What do you think the future holds for anxiety treatments for children?
In addition to relapse prevention, our current treatments, while good, could use improvements and recent findings from the field of neuroscience will shape future treatments.
The National Institute of Mental Health, which funded the study, and the National Institute of Health, its parent organization, have placed a high priority on learning from the brain, and how brain circuitry, functioning, etc. can inform our understanding of etiology and treatment of these disorders.
In the area of anxiety, we are learning more about how, for instance, biased attention influences anxiety levels. People are developing and testing computer-based cognitive bias modification programs to see if we can alter the way the brain works to reduce symptoms and improve functioning.

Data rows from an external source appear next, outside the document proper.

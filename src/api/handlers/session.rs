//! Session handlers: lifecycle, photo submission, and catch logging.

use axum::extract::{Path, State};
use axum::http::StatusCode;
use axum::response::IntoResponse;
use axum::routing::{get, post};
use axum::{Json, Router};

use crate::api::dto::{
    NavigateRequest, SaveCatchRequest, SessionResponse, StartLoggingResponse, SubmitImageRequest,
};
use crate::app_state::AppState;
use crate::domain::{CatchLogEntry, SessionId};
use crate::error::{ErrorResponse, GatewayError};

/// `POST /sessions` — Open a new session on the upload screen.
///
/// # Errors
///
/// Returns [`GatewayError::Internal`] on an id collision.
#[utoipa::path(
    post,
    path = "/api/v1/sessions",
    tag = "Sessions",
    summary = "Create a session",
    description = "Opens a new client session on the upload screen.",
    responses(
        (status = 201, description = "Session created", body = SessionResponse),
    )
)]
pub async fn create_session(
    State(state): State<AppState>,
) -> Result<impl IntoResponse, GatewayError> {
    let snapshot = state.catch_service.create_session().await?;
    Ok((StatusCode::CREATED, Json(SessionResponse::from(snapshot))))
}

/// `GET /sessions/:id` — Current session state.
///
/// # Errors
///
/// Returns [`GatewayError::SessionNotFound`] if the session does not exist.
#[utoipa::path(
    get,
    path = "/api/v1/sessions/{id}",
    tag = "Sessions",
    summary = "Get session state",
    description = "Returns the current screen, loading flag, identification result or failure message.",
    params(
        ("id" = uuid::Uuid, Path, description = "Session UUID"),
    ),
    responses(
        (status = 200, description = "Session state", body = SessionResponse),
        (status = 404, description = "Session not found", body = ErrorResponse),
    )
)]
pub async fn get_session(
    State(state): State<AppState>,
    Path(id): Path<uuid::Uuid>,
) -> Result<impl IntoResponse, GatewayError> {
    let snapshot = state
        .catch_service
        .session(SessionId::from_uuid(id))
        .await?;
    Ok(Json(SessionResponse::from(snapshot)))
}

/// `DELETE /sessions/:id` — Drop a session.
///
/// # Errors
///
/// Returns [`GatewayError::SessionNotFound`] if the session does not exist.
#[utoipa::path(
    delete,
    path = "/api/v1/sessions/{id}",
    tag = "Sessions",
    summary = "Delete a session",
    params(
        ("id" = uuid::Uuid, Path, description = "Session UUID"),
    ),
    responses(
        (status = 204, description = "Session deleted"),
        (status = 404, description = "Session not found", body = ErrorResponse),
    )
)]
pub async fn delete_session(
    State(state): State<AppState>,
    Path(id): Path<uuid::Uuid>,
) -> Result<impl IntoResponse, GatewayError> {
    state
        .catch_service
        .remove_session(SessionId::from_uuid(id))
        .await?;
    Ok(StatusCode::NO_CONTENT)
}

/// `POST /sessions/:id/image` — Submit a photo for identification.
///
/// Returns immediately with the session in `loading`; the outcome is
/// pushed over the WebSocket and visible via `GET /sessions/:id`.
///
/// # Errors
///
/// Returns [`GatewayError::InvalidImage`] or [`GatewayError::InvalidRequest`]
/// for a rejected photo, or [`GatewayError::SessionNotFound`].
#[utoipa::path(
    post,
    path = "/api/v1/sessions/{id}/image",
    tag = "Sessions",
    summary = "Submit a photo",
    description = "Stores the photo, moves the session to the result screen, and starts identification in the background. Any identification already in flight is superseded.",
    params(
        ("id" = uuid::Uuid, Path, description = "Session UUID"),
    ),
    request_body = SubmitImageRequest,
    responses(
        (status = 202, description = "Identification started", body = SessionResponse),
        (status = 400, description = "Invalid photo", body = ErrorResponse),
        (status = 404, description = "Session not found", body = ErrorResponse),
    )
)]
pub async fn submit_image(
    State(state): State<AppState>,
    Path(id): Path<uuid::Uuid>,
    Json(req): Json<SubmitImageRequest>,
) -> Result<impl IntoResponse, GatewayError> {
    let image = req.into_upload()?;
    let pending = state
        .catch_service
        .submit_image(SessionId::from_uuid(id), image)
        .await?;
    Ok((
        StatusCode::ACCEPTED,
        Json(SessionResponse::from(pending.session)),
    ))
}

/// `POST /sessions/:id/reset` — Back to the upload screen.
///
/// # Errors
///
/// Returns [`GatewayError::SessionNotFound`] if the session does not exist.
#[utoipa::path(
    post,
    path = "/api/v1/sessions/{id}/reset",
    tag = "Sessions",
    summary = "Reset a session",
    description = "Clears the photo, identification and error. An identification still in flight is discarded when it arrives.",
    params(
        ("id" = uuid::Uuid, Path, description = "Session UUID"),
    ),
    responses(
        (status = 200, description = "Session reset", body = SessionResponse),
        (status = 404, description = "Session not found", body = ErrorResponse),
    )
)]
pub async fn reset_session(
    State(state): State<AppState>,
    Path(id): Path<uuid::Uuid>,
) -> Result<impl IntoResponse, GatewayError> {
    let snapshot = state.catch_service.reset(SessionId::from_uuid(id)).await?;
    Ok(Json(SessionResponse::from(snapshot)))
}

/// `POST /sessions/:id/view` — Switch between upload and history.
///
/// # Errors
///
/// Returns [`GatewayError::InvalidTransition`] for other targets, or
/// [`GatewayError::SessionNotFound`].
#[utoipa::path(
    post,
    path = "/api/v1/sessions/{id}/view",
    tag = "Sessions",
    summary = "Navigate",
    description = "Header navigation: jumps to the upload or history screen without clearing anything.",
    params(
        ("id" = uuid::Uuid, Path, description = "Session UUID"),
    ),
    request_body = NavigateRequest,
    responses(
        (status = 200, description = "Screen changed", body = SessionResponse),
        (status = 404, description = "Session not found", body = ErrorResponse),
        (status = 409, description = "Target screen not reachable by navigation", body = ErrorResponse),
    )
)]
pub async fn navigate(
    State(state): State<AppState>,
    Path(id): Path<uuid::Uuid>,
    Json(req): Json<NavigateRequest>,
) -> Result<impl IntoResponse, GatewayError> {
    let snapshot = state
        .catch_service
        .navigate(SessionId::from_uuid(id), req.view)
        .await?;
    Ok(Json(SessionResponse::from(snapshot)))
}

/// `POST /sessions/:id/logging` — Open the logging form.
///
/// # Errors
///
/// Returns [`GatewayError::InvalidTransition`] unless the session shows a
/// successful identification, or [`GatewayError::SessionNotFound`].
#[utoipa::path(
    post,
    path = "/api/v1/sessions/{id}/logging",
    tag = "Sessions",
    summary = "Start logging a catch",
    description = "Moves from a successful identification to the logging form and returns pre-filled form values.",
    params(
        ("id" = uuid::Uuid, Path, description = "Session UUID"),
    ),
    responses(
        (status = 200, description = "Logging form opened", body = StartLoggingResponse),
        (status = 404, description = "Session not found", body = ErrorResponse),
        (status = 409, description = "No identification to log", body = ErrorResponse),
    )
)]
pub async fn start_logging(
    State(state): State<AppState>,
    Path(id): Path<uuid::Uuid>,
) -> Result<impl IntoResponse, GatewayError> {
    let (snapshot, draft) = state
        .catch_service
        .start_logging(SessionId::from_uuid(id))
        .await?;
    Ok(Json(StartLoggingResponse {
        session: SessionResponse::from(snapshot),
        draft,
    }))
}

/// `POST /sessions/:id/logging/cancel` — Close the logging form.
///
/// # Errors
///
/// Returns [`GatewayError::InvalidTransition`] if the session is not
/// logging, or [`GatewayError::SessionNotFound`].
#[utoipa::path(
    post,
    path = "/api/v1/sessions/{id}/logging/cancel",
    tag = "Sessions",
    summary = "Cancel logging",
    description = "Returns to the identification result without discarding it.",
    params(
        ("id" = uuid::Uuid, Path, description = "Session UUID"),
    ),
    responses(
        (status = 200, description = "Back on the result screen", body = SessionResponse),
        (status = 404, description = "Session not found", body = ErrorResponse),
        (status = 409, description = "Session is not logging", body = ErrorResponse),
    )
)]
pub async fn cancel_logging(
    State(state): State<AppState>,
    Path(id): Path<uuid::Uuid>,
) -> Result<impl IntoResponse, GatewayError> {
    let snapshot = state
        .catch_service
        .cancel_logging(SessionId::from_uuid(id))
        .await?;
    Ok(Json(SessionResponse::from(snapshot)))
}

/// `POST /sessions/:id/catches` — Save the catch being logged.
///
/// # Errors
///
/// Returns [`GatewayError::InvalidRequest`] if `location` or `size` is
/// blank, [`GatewayError::InvalidTransition`] if the session is not
/// logging, or [`GatewayError::SessionNotFound`].
#[utoipa::path(
    post,
    path = "/api/v1/sessions/{id}/catches",
    tag = "Sessions",
    summary = "Save a catch",
    description = "Combines the identification with the entered details into a new log entry, prepends it to the log, and moves the session to the history screen.",
    params(
        ("id" = uuid::Uuid, Path, description = "Session UUID"),
    ),
    request_body = SaveCatchRequest,
    responses(
        (status = 201, description = "Catch saved", body = CatchLogEntry),
        (status = 400, description = "Required detail missing", body = ErrorResponse),
        (status = 404, description = "Session not found", body = ErrorResponse),
        (status = 409, description = "Session is not logging", body = ErrorResponse),
    )
)]
pub async fn save_catch(
    State(state): State<AppState>,
    Path(id): Path<uuid::Uuid>,
    Json(req): Json<SaveCatchRequest>,
) -> Result<impl IntoResponse, GatewayError> {
    let entry = state
        .catch_service
        .save_catch(SessionId::from_uuid(id), req.into())
        .await?;
    Ok((StatusCode::CREATED, Json(entry)))
}

/// Session routes.
pub fn routes() -> Router<AppState> {
    Router::new()
        .route("/sessions", post(create_session))
        .route("/sessions/{id}", get(get_session).delete(delete_session))
        .route("/sessions/{id}/image", post(submit_image))
        .route("/sessions/{id}/reset", post(reset_session))
        .route("/sessions/{id}/view", post(navigate))
        .route("/sessions/{id}/logging", post(start_logging))
        .route("/sessions/{id}/logging/cancel", post(cancel_logging))
        .route("/sessions/{id}/catches", post(save_catch))
}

Where can readers find more information?
There are many websites:
About Dr. Golda Ginsburg
Golda S. Ginsburg, Ph.D., Professor of Psychiatry; Division of Child and Adolescent Psychiatry, The Johns Hopkins University School of Medicine.
Dr. Ginsburg has been developing and evaluating interventions for anxious youth for over 20 years. Most recently she developed and tested a family-based intervention aimed preventing the onset of anxiety disorders in the offspring of anxious parents.
She also developed a modular school-based treatment for anxiety disorders. She is leading the largest national naturalistic follow-up study of anxious youth in the USA to examine the long-term outcomes of youth treated for anxiety.